● What the task asks
Looking at the records below, say how many lines include "filename", and add nothing else.

Top of Dataset records

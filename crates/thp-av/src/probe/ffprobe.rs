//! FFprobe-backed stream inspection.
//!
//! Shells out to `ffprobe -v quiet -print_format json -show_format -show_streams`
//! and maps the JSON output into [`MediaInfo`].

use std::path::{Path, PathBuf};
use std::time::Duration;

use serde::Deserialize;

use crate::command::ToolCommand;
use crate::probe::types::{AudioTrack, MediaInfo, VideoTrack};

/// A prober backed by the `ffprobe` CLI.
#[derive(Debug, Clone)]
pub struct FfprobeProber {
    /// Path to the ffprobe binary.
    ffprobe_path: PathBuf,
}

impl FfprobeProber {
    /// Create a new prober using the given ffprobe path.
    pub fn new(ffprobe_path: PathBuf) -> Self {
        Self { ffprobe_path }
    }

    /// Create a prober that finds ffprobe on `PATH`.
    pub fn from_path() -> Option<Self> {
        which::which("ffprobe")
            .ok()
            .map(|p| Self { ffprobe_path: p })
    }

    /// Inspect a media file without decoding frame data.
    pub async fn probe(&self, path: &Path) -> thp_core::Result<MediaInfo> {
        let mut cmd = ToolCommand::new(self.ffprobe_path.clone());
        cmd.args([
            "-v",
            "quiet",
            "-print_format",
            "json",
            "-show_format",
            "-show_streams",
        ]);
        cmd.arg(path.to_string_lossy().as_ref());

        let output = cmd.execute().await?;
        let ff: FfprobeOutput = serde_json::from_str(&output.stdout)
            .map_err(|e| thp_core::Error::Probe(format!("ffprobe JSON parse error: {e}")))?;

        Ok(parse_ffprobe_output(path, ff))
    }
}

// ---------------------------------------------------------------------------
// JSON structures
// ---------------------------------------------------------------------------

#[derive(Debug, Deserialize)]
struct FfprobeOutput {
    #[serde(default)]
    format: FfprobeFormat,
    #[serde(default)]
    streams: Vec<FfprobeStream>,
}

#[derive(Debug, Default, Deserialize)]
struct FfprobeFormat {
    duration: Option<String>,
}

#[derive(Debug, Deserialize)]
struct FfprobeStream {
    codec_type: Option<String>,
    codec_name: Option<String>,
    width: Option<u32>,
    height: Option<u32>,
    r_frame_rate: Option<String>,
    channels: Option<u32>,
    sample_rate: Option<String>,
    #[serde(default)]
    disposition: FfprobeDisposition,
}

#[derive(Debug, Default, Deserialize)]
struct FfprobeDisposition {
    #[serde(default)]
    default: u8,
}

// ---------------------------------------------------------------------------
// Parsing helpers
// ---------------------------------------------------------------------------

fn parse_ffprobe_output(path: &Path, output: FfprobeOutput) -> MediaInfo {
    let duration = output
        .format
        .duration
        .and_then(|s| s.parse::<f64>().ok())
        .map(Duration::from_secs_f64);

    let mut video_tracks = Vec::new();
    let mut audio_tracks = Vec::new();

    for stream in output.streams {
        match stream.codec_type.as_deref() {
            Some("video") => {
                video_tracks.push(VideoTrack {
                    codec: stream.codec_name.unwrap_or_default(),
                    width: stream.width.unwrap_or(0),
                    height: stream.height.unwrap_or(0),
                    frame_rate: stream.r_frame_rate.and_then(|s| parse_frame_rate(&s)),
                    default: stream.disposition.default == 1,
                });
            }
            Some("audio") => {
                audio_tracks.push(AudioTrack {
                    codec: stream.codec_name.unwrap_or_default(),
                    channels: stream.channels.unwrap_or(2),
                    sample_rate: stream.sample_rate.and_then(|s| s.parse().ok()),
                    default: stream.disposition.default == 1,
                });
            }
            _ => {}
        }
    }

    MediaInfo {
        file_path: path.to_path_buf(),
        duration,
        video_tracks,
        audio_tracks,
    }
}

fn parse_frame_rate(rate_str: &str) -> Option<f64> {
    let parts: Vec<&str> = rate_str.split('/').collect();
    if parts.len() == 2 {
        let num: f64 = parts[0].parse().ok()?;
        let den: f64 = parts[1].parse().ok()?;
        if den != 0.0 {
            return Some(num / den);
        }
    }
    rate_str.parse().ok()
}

Bottom of Dataset records
Top of Dataset records

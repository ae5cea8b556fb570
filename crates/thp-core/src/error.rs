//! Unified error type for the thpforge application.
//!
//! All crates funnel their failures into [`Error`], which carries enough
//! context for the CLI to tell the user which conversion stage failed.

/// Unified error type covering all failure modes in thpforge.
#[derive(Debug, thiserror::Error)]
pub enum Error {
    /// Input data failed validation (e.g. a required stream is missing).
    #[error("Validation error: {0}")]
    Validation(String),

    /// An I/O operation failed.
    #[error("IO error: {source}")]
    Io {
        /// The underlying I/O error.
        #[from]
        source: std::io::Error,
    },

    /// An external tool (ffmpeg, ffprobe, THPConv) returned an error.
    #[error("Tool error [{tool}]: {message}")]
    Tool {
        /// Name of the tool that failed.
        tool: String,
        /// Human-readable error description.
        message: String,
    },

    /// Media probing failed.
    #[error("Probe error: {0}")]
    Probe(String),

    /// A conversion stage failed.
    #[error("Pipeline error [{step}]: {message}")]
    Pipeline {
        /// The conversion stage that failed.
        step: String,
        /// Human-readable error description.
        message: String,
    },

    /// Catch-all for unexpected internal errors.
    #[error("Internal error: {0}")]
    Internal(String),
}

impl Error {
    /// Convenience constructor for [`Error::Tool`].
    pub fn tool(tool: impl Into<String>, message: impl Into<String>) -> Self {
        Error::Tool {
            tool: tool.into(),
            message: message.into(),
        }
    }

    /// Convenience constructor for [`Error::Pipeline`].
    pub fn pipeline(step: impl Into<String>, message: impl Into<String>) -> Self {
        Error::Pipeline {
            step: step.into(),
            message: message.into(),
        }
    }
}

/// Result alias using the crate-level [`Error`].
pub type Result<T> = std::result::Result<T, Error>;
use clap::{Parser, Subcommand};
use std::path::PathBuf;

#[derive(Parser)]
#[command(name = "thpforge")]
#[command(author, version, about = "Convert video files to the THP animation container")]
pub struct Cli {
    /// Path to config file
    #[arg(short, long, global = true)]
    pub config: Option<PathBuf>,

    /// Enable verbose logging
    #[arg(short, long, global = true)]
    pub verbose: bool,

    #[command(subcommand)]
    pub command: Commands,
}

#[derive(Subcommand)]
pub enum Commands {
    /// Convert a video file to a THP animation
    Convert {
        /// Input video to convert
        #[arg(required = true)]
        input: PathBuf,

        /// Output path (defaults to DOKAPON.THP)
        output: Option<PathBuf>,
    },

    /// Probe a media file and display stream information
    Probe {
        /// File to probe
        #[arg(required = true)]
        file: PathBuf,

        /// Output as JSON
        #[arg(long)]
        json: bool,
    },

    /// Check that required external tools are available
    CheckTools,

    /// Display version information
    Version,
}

Bottom of Dataset records

● Exercise answer
2